[Collected data entries]
== Segment start ==

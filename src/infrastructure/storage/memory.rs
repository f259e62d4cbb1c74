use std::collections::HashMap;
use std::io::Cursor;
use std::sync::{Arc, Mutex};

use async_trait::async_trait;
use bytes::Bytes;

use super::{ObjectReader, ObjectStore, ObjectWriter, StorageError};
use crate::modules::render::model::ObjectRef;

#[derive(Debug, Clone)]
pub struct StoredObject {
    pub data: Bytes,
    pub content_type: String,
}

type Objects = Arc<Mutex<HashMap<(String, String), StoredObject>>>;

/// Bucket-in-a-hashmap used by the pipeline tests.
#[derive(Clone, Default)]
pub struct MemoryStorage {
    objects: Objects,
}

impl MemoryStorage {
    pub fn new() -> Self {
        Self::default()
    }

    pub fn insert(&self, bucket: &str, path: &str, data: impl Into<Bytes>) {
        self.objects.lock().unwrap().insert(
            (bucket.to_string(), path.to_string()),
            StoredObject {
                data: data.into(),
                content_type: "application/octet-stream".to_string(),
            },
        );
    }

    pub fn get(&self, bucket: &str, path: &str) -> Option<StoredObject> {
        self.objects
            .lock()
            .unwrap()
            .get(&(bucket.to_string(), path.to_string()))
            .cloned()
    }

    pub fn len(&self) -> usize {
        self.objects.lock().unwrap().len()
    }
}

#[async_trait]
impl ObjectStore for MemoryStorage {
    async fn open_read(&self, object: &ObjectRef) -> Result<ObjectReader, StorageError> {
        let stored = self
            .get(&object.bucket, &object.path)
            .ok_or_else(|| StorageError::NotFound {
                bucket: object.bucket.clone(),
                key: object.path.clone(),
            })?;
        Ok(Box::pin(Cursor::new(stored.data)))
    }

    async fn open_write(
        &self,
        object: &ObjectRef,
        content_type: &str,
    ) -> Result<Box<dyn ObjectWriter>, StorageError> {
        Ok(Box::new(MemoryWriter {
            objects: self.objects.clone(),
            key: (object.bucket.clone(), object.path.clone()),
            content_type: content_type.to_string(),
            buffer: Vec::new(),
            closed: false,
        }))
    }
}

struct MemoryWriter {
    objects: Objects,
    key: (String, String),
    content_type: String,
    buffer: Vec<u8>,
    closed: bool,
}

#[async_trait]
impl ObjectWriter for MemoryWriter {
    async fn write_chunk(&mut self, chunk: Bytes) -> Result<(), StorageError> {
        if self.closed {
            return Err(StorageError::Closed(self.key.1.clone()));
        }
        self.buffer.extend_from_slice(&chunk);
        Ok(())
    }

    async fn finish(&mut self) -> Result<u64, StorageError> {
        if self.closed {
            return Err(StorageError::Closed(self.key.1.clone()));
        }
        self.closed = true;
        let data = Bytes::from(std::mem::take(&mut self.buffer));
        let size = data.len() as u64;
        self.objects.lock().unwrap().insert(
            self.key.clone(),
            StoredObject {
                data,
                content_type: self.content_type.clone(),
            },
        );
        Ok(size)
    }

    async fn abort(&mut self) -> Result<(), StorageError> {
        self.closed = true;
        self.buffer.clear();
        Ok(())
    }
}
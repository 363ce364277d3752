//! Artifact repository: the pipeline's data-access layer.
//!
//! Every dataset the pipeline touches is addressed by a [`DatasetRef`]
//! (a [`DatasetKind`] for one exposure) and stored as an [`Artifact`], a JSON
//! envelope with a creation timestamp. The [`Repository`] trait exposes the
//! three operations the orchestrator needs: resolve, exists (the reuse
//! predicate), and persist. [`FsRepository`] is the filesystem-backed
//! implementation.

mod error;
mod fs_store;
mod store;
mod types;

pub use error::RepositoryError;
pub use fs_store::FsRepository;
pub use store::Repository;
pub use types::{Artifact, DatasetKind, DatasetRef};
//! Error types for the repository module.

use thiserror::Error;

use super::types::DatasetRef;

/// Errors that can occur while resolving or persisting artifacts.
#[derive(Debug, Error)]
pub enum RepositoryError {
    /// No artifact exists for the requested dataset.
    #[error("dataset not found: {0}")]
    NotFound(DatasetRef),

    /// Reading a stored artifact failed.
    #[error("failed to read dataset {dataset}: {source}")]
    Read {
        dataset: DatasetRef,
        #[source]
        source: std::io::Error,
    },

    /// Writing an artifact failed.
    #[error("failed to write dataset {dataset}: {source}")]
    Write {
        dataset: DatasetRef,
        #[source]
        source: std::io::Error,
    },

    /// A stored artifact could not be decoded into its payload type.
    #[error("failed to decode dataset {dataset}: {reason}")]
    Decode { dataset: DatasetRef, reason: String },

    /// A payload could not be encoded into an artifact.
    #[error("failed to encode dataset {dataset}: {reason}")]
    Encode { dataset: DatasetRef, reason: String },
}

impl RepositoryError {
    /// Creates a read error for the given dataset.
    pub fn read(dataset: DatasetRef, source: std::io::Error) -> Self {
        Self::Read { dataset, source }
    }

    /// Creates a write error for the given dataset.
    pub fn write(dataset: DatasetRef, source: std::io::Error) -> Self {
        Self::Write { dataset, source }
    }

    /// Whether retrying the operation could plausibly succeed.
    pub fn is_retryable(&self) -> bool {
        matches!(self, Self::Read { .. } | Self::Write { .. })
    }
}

== Segment end ==

*Problem description*
Gather all lines with the string "chunk" from the data.

*Task solution*
    async fn write_chunk(&mut self, chunk: Bytes) -> Result<(), StorageError> {
        self.buffer.extend_from_slice(&chunk);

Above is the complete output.